By Kevin O’Connell ‘21
After months of uncertainty regarding high school sports seasons, basketball teams are now faced with more confusion about their future. Last week, Gov. J.B. Pritzker declared that basketball would be played in the spring after moving it from a medium to a high-risk sport. The IHSA, however, stated that basketball seasons would move forward as scheduled.
So which is it? Will basketball practices begin on Nov. 16, or will teams take a break after weeks of contact days?
The decision to play is now left in the hands of individual schools and conferences. The IHSA’s approval of a winter season will likely give schools the confidence to go against the governor’s wishes. Unfortunately for Public League athletes, Chicago Public Schools announced that it would follow Pritzker’s guidelines.

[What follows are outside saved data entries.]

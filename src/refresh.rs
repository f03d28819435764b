//! Background rate refresh system
//!
//! Keeps the rate cache warm from a background task, refreshing on an interval
//! and on request, and reports results to the application over tokio channels.

use std::sync::Arc;
use std::time::Duration;
use tokio::sync::{mpsc, watch};
use tokio::time::MissedTickBehavior;

use crate::cache::{RateCache, RatesSnapshot, DEFAULT_TTL};
use crate::data::{CurrencyCode, RateError, RateSource};

/// Messages sent from background refresh to main app
#[derive(Debug, Clone)]
pub enum RefreshMessage {
    /// A refresh for `base` started
    RefreshStarted { base: CurrencyCode },
    /// Rates are available for `base` (possibly stale)
    RatesUpdated {
        base: CurrencyCode,
        snapshot: RatesSnapshot,
    },
    /// The refresh failed and nothing was cached to fall back on
    RefreshError { base: CurrencyCode, error: RateError },
}

/// Configuration for the refresh interval
#[derive(Debug, Clone)]
pub struct RefreshConfig {
    /// Time between automatic refreshes
    pub interval: Duration,
    /// Whether auto-refresh is enabled
    pub enabled: bool,
}

impl Default for RefreshConfig {
    fn default() -> Self {
        Self {
            interval: DEFAULT_TTL,
            enabled: true,
        }
    }
}

/// What woke the refresh task
enum Trigger {
    Scheduled,
    Requested,
    BaseChanged,
    Shutdown,
}

/// Handle for controlling the background refresh task
pub struct RefreshHandle {
    /// Channel for receiving refresh messages
    pub receiver: mpsc::Receiver<RefreshMessage>,
    refresh_tx: mpsc::Sender<()>,
    base_tx: watch::Sender<CurrencyCode>,
    shutdown_tx: mpsc::Sender<()>,
}

impl RefreshHandle {
    /// Spawns a task that refreshes rates for `base` through `cache`
    ///
    /// The first refresh happens immediately, then every `config.interval`.
    /// With `enabled = false` no task is started and no messages arrive.
    pub fn spawn<S>(cache: Arc<RateCache<S>>, base: CurrencyCode, config: RefreshConfig) -> Self
    where
        S: RateSource + 'static,
    {
        let (msg_tx, msg_rx) = mpsc::channel(32);
        let (refresh_tx, mut refresh_rx) = mpsc::channel::<()>(1);
        let (shutdown_tx, mut shutdown_rx) = mpsc::channel::<()>(1);
        let (base_tx, mut base_rx) = watch::channel(base);

        if config.enabled {
            tokio::spawn(async move {
                let mut interval = tokio::time::interval(config.interval);
                interval.set_missed_tick_behavior(MissedTickBehavior::Delay);
                // The first tick completes immediately
                interval.tick().await;
                let mut force = false;

                loop {
                    let base = base_rx.borrow_and_update().clone();
                    if !refresh_once(&cache, &base, force, &msg_tx).await {
                        // Receiver dropped
                        break;
                    }

                    let trigger = tokio::select! {
                        _ = interval.tick() => Trigger::Scheduled,
                        Some(()) = refresh_rx.recv() => Trigger::Requested,
                        Ok(()) = base_rx.changed() => Trigger::BaseChanged,
                        _ = shutdown_rx.recv() => Trigger::Shutdown,
                    };
                    force = match trigger {
                        // A scheduled refresh always fetches; the entry it
                        // would hit is about one interval old
                        Trigger::Scheduled => true,
                        Trigger::Requested => false,
                        Trigger::BaseChanged => {
                            interval.reset();
                            false
                        }
                        Trigger::Shutdown => break,
                    };
                }
                tracing::debug!("background refresh stopped");
            });
        }

        Self {
            receiver: msg_rx,
            refresh_tx,
            base_tx,
            shutdown_tx,
        }
    }

    /// Requests an immediate refresh
    pub async fn request_refresh(&self) {
        let _ = self.refresh_tx.send(()).await;
    }

    /// Switches the refreshed base currency and refreshes right away
    pub fn change_base(&self, base: CurrencyCode) {
        self.base_tx.send_if_modified(|current| {
            if *current == base {
                false
            } else {
                *current = base;
                true
            }
        });
    }

    /// Waits for the next refresh message
    pub async fn recv(&mut self) -> Option<RefreshMessage> {
        self.receiver.recv().await
    }

    /// Shuts down the background refresh task
    pub async fn shutdown(self) {
        let _ = self.shutdown_tx.send(()).await;
    }
}

/// Runs one refresh and reports it; returns `false` once nobody is listening
///
/// With `force` the cache refetches even if its entry is still fresh.
async fn refresh_once<S>(
    cache: &RateCache<S>,
    base: &CurrencyCode,
    force: bool,
    tx: &mpsc::Sender<RefreshMessage>,
) -> bool
where
    S: RateSource + 'static,
{
    let started = RefreshMessage::RefreshStarted { base: base.clone() };
    if tx.send(started).await.is_err() {
        return false;
    }

    let result = if force {
        cache.refresh(base).await
    } else {
        cache.get_rates(base).await
    };
    let message = match result {
        Ok(snapshot) => RefreshMessage::RatesUpdated {
            base: base.clone(),
            snapshot,
        },
        Err(error) => RefreshMessage::RefreshError {
            base: base.clone(),
            error,
        },
    };
    tx.send(message).await.is_ok()
}

/// Checks for pending refresh messages without blocking
///
/// # Arguments
/// * `handle` - The RefreshHandle to check
///
/// # Returns
/// * `Some(RefreshMessage)` if a message was available
/// * `None` if no messages are pending
pub fn try_recv(handle: &mut RefreshHandle) -> Option<RefreshMessage> {
    handle.receiver.try_recv().ok()
}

Overall, handing freedom over to the schools is a huge win for student-athletes. Their fate is no longer decided completely by the state government, shifting the debate from whom should control the seasons to when the season should happen.
For a little over a month, teams have been practicing as part of the 20 contact days allocated by the IHSA. Many viewed these practices as a test that would weigh the risk of a full season. Senior basketball player Frank Cunnea said, “We’ve been practicing multiple times a week for the last month and have had no issues with it.”
Cunnea, like many other student-athletes, is hopeful for any vestige of a senior season by now: “I understand where the governor is coming from with the spike in cases, so I’ll just take any season at this point, whether that be in the winter or the spring.”
To many, the reward of playing high school sports outweighs the risk. Many teens use sports as a source of relief from the stress and unpredictability of adolescence. The COVID-19 pandemic has exacerbated mental health struggles across the country, and taking away the season of an already vulnerable high school student would worsen those mental issues.
The success of contact days seems to have proven that sports, specifically basketball, can happen as scheduled. Cunnea said, “I feel like we definitely have the ability to play.” If social distancing and mask regulations are put in place, as they have been during contact days, seasons could run without issues.
While Gov. Pritzker is trying to do whatever he can to decrease the mounting COVID cases in Illinois, robbing teenagers of playing the sport they love may not be the solution. As long as schools can continue with in-person classes, adding sports to the mix may be difficult, but is not unrealistic.